## EXTRACTED MATERIAL
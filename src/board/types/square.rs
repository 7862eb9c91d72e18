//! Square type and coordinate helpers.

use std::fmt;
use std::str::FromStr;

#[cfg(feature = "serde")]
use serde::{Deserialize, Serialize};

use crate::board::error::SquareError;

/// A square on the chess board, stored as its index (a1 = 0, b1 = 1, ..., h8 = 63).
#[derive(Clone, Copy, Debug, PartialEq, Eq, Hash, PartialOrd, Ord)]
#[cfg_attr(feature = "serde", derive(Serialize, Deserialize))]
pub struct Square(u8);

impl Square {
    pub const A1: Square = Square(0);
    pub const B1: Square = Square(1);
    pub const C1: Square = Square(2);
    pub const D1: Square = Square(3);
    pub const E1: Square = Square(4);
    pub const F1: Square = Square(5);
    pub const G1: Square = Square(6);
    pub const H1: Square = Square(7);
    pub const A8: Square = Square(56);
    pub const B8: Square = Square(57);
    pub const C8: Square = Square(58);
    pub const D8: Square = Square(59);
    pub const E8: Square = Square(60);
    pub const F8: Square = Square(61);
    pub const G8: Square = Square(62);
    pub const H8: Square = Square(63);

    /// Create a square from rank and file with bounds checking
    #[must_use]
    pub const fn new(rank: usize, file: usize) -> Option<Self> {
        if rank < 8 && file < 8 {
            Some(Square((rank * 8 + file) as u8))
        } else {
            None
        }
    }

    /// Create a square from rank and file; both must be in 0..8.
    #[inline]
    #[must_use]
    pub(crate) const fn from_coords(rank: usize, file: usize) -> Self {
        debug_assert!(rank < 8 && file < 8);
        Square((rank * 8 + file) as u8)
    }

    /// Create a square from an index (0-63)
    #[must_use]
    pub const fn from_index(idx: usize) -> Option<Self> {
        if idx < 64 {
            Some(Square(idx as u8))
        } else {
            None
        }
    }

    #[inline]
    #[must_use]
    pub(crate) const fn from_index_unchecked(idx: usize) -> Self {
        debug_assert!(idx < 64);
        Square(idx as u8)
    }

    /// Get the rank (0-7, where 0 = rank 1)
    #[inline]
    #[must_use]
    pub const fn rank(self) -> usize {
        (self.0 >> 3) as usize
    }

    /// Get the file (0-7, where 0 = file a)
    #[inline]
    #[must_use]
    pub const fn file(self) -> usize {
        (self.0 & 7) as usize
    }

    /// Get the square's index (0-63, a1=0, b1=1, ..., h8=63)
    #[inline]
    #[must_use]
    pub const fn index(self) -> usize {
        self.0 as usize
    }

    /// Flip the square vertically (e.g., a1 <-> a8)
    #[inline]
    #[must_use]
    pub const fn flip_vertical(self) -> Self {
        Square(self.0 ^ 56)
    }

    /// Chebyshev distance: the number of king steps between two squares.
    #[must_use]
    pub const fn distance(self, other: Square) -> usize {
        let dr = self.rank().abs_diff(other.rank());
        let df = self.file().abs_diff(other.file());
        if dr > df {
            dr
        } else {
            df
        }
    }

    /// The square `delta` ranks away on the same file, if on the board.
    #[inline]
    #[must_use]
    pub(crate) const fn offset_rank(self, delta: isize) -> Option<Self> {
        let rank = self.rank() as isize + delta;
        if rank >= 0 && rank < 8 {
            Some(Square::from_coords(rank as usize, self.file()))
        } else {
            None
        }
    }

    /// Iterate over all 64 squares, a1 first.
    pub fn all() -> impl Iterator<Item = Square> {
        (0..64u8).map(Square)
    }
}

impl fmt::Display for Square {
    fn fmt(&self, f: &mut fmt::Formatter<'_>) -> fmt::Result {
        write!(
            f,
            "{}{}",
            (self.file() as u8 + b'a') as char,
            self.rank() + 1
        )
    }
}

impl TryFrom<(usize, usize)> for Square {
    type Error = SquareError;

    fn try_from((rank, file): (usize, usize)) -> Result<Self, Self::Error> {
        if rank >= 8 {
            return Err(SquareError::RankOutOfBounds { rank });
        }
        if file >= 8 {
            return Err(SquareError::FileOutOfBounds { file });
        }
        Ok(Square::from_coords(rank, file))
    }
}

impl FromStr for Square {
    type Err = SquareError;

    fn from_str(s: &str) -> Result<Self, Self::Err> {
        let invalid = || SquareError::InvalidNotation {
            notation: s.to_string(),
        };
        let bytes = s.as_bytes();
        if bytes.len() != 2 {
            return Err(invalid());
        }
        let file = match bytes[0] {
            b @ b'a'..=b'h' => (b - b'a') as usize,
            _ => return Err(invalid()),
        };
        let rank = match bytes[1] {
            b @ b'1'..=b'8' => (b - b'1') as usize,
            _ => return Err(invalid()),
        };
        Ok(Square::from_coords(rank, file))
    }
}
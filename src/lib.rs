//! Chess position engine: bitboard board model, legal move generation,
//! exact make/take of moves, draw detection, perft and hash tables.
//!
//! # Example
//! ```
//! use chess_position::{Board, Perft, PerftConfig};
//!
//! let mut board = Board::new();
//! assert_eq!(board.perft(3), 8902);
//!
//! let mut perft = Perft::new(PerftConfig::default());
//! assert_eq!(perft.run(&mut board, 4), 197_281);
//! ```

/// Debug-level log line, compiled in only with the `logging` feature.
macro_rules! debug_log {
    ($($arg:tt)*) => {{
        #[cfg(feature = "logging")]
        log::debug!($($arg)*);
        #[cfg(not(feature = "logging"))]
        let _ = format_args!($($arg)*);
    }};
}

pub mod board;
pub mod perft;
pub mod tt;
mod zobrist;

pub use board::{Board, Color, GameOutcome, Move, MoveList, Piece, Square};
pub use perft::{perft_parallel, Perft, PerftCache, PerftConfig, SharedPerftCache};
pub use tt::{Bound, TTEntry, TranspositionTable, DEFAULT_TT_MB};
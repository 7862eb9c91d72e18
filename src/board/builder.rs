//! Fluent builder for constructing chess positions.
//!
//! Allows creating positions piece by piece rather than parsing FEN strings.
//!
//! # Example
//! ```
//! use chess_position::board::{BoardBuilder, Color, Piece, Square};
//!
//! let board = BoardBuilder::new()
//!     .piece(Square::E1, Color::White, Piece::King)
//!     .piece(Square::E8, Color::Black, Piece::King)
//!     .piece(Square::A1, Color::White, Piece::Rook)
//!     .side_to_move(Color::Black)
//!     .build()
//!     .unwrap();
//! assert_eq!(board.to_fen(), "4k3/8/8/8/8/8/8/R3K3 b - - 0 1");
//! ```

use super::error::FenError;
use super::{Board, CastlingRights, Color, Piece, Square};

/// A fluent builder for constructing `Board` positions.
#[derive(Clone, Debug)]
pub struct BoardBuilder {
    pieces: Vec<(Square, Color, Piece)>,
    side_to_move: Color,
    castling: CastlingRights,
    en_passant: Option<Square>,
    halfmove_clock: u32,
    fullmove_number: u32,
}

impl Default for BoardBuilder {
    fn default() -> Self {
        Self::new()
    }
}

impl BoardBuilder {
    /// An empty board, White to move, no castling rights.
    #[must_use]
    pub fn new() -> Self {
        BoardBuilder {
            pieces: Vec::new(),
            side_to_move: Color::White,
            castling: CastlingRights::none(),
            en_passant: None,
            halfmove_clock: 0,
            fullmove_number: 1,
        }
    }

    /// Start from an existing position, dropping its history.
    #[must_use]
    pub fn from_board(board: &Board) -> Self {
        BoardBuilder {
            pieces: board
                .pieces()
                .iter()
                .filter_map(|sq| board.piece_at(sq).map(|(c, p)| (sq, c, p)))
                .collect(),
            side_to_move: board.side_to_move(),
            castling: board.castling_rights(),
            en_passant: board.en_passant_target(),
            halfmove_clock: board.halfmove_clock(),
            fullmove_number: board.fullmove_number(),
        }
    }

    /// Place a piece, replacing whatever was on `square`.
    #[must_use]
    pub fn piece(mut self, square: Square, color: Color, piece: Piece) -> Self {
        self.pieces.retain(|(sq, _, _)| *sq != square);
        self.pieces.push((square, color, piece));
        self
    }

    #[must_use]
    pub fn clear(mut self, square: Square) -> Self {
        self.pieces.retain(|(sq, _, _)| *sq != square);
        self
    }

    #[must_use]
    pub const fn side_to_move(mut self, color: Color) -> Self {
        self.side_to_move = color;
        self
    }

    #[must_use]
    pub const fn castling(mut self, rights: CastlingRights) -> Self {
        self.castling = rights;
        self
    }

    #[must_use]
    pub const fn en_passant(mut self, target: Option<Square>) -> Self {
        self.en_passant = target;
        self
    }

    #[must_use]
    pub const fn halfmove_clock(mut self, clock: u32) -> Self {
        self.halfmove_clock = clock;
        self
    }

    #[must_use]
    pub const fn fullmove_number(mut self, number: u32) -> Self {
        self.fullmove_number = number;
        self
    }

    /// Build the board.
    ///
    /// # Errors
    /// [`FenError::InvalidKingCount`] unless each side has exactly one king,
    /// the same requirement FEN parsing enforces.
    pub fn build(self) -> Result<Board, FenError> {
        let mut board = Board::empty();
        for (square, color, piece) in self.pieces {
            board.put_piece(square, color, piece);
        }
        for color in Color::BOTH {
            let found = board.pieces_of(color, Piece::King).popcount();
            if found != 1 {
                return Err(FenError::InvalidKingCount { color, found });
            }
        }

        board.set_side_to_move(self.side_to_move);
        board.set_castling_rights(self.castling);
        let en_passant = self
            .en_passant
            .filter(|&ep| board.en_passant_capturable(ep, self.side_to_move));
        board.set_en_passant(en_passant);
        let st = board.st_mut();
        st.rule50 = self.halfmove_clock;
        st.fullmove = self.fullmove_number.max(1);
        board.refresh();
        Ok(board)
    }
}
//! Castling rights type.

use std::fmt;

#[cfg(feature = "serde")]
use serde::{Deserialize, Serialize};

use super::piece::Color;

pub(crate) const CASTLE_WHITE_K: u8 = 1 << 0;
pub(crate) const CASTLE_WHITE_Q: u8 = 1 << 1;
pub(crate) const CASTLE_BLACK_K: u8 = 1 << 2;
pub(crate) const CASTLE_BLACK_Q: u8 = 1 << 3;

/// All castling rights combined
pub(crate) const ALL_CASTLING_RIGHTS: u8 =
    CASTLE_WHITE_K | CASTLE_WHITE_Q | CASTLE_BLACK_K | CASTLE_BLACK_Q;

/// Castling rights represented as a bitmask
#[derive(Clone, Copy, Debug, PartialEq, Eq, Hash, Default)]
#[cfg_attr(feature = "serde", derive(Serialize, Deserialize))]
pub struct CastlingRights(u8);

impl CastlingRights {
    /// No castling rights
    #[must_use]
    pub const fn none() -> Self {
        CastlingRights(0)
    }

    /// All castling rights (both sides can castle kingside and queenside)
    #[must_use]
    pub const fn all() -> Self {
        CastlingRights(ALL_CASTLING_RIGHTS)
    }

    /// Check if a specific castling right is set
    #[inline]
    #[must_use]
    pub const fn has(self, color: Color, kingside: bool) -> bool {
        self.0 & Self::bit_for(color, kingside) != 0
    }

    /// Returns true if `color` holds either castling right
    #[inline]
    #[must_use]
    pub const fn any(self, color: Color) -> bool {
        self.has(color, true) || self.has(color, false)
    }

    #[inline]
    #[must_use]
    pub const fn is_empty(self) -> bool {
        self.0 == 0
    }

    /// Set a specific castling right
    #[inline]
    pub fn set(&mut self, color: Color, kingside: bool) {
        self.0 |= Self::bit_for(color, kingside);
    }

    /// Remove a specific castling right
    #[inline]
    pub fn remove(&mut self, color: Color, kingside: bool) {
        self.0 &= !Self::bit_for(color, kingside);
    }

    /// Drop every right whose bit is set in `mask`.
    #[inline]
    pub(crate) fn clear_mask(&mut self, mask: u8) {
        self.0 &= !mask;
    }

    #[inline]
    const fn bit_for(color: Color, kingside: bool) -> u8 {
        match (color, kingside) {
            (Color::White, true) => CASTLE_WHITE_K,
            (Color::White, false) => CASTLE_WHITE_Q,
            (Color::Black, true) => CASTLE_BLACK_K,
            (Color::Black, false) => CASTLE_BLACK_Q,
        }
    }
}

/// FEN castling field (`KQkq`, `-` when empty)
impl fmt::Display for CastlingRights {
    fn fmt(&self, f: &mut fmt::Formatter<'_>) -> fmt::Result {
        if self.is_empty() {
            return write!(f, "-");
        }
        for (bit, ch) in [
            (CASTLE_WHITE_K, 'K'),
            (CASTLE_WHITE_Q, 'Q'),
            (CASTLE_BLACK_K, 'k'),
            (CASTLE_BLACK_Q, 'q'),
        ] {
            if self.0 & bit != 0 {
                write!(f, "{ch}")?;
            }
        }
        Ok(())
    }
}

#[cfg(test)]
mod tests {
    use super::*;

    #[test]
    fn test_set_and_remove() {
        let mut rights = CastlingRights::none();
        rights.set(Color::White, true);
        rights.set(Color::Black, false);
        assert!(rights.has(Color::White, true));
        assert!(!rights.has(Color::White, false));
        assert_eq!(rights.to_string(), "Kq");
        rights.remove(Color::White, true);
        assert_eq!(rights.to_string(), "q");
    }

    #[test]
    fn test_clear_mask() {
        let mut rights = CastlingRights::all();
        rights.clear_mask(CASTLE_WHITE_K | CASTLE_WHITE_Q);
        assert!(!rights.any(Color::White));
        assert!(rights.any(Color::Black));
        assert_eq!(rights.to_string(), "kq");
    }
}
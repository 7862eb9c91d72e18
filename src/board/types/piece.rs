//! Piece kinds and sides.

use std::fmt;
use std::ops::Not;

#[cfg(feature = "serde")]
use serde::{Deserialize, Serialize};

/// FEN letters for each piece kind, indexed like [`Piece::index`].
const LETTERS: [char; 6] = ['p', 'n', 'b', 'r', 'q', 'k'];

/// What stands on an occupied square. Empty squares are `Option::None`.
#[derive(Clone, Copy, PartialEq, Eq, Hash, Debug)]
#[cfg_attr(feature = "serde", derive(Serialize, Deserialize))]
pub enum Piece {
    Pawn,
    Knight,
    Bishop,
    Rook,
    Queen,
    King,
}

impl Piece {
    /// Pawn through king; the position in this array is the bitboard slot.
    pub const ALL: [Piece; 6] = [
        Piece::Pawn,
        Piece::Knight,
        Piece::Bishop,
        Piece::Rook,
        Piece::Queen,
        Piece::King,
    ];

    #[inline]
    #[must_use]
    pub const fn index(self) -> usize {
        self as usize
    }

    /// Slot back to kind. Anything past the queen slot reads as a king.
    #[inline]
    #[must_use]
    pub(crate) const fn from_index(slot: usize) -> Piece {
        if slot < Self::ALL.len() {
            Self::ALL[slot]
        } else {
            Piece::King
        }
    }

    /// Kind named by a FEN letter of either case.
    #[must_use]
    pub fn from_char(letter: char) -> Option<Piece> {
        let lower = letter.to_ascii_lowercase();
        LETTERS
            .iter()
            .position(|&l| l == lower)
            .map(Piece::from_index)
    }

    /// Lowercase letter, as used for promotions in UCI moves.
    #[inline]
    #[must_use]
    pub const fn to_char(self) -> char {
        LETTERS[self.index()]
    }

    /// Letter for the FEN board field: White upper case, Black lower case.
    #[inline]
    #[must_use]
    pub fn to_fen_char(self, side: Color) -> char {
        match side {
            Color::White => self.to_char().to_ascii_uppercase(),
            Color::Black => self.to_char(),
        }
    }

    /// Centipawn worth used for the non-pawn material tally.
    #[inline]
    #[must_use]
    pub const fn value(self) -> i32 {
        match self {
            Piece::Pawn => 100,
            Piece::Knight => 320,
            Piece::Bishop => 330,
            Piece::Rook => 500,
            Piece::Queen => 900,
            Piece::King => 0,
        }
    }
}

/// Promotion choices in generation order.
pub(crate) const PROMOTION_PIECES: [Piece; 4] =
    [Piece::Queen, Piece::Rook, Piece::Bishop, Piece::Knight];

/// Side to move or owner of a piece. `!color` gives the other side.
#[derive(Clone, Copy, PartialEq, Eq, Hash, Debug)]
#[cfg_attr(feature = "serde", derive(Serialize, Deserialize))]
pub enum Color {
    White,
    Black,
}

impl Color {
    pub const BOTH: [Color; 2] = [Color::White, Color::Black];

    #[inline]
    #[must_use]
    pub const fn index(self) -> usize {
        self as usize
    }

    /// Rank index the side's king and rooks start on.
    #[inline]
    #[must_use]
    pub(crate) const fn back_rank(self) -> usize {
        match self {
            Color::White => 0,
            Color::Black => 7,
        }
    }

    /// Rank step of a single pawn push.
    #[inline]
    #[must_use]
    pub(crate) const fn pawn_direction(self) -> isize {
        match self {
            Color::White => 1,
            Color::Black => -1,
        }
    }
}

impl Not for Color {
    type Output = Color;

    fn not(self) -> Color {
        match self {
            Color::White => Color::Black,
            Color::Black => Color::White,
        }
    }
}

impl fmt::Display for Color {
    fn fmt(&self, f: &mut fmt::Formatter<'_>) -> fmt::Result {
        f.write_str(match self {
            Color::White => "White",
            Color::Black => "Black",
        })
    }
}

## TASK OBJECTIVE
Lines from the top of the entries above to the line that contains "1, ..., h8 = 63)." should be set down exactly, please, with both ends kept and nothing added.

## SOLUTION TO THE EXERCISE
filename src/board/types/square.rs
repository 7862eb9c91d72e18
//! Square type and coordinate helpers.

use std::fmt;
use std::str::FromStr;

#[cfg(feature = "serde")]
use serde::{Deserialize, Serialize};

use crate::board::error::SquareError;

/// A square on the chess board, stored as its index (a1 = 0, b1 = 1, ..., h8 = 63).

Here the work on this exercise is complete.